ABOUT THIS TASK
Write out the data exactly from its first line onward, ending with the line in which "use std::sync::Arc;" appears.

MATERIAL PROVIDED
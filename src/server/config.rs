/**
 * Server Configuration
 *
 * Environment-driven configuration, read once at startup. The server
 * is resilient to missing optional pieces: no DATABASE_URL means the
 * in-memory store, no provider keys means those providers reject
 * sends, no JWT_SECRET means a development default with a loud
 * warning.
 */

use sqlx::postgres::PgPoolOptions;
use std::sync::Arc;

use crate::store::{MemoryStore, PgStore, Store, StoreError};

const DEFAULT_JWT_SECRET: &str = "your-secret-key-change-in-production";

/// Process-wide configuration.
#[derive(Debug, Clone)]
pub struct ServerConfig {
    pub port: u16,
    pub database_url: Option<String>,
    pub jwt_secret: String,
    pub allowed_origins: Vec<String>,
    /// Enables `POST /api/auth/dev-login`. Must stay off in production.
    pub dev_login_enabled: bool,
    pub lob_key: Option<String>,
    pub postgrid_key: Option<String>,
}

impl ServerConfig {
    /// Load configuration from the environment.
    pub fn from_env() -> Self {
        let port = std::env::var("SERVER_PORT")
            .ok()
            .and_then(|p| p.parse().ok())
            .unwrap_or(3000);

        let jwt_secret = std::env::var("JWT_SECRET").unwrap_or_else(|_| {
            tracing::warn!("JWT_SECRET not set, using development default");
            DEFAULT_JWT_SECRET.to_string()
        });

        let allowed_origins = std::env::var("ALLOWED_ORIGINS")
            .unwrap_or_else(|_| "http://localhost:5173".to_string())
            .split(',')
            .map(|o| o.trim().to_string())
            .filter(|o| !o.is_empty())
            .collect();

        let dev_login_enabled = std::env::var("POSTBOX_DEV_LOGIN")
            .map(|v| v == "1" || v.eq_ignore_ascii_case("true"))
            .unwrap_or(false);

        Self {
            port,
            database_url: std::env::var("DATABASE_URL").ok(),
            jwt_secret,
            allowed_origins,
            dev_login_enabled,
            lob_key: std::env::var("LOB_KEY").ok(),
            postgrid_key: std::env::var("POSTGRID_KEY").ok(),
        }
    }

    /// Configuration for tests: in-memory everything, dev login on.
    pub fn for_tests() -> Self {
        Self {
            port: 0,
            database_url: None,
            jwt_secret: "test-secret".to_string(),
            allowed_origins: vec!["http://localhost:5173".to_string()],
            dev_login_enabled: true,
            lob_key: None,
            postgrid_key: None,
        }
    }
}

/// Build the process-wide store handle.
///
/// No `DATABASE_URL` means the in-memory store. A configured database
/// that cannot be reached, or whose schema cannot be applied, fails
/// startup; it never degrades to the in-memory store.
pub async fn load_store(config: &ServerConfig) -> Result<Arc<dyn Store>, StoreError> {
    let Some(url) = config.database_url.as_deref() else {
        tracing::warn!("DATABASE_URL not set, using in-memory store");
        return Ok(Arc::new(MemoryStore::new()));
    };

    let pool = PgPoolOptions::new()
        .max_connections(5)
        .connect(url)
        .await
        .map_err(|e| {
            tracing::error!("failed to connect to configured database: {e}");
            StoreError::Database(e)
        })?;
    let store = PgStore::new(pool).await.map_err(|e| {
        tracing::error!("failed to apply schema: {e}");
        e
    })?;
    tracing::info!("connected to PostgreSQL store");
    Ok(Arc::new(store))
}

ANSWER TO THIS PROBLEM
filename src/server/config.rs
/**
 * Server Configuration
 *
 * Environment-driven configuration, read once at startup. The server
 * is resilient to missing optional pieces: no DATABASE_URL means the
 * in-memory store, no provider keys means those providers reject
 * sends, no JWT_SECRET means a development default with a loud
 * warning.
 */

use sqlx::postgres::PgPoolOptions;
use std::sync::Arc;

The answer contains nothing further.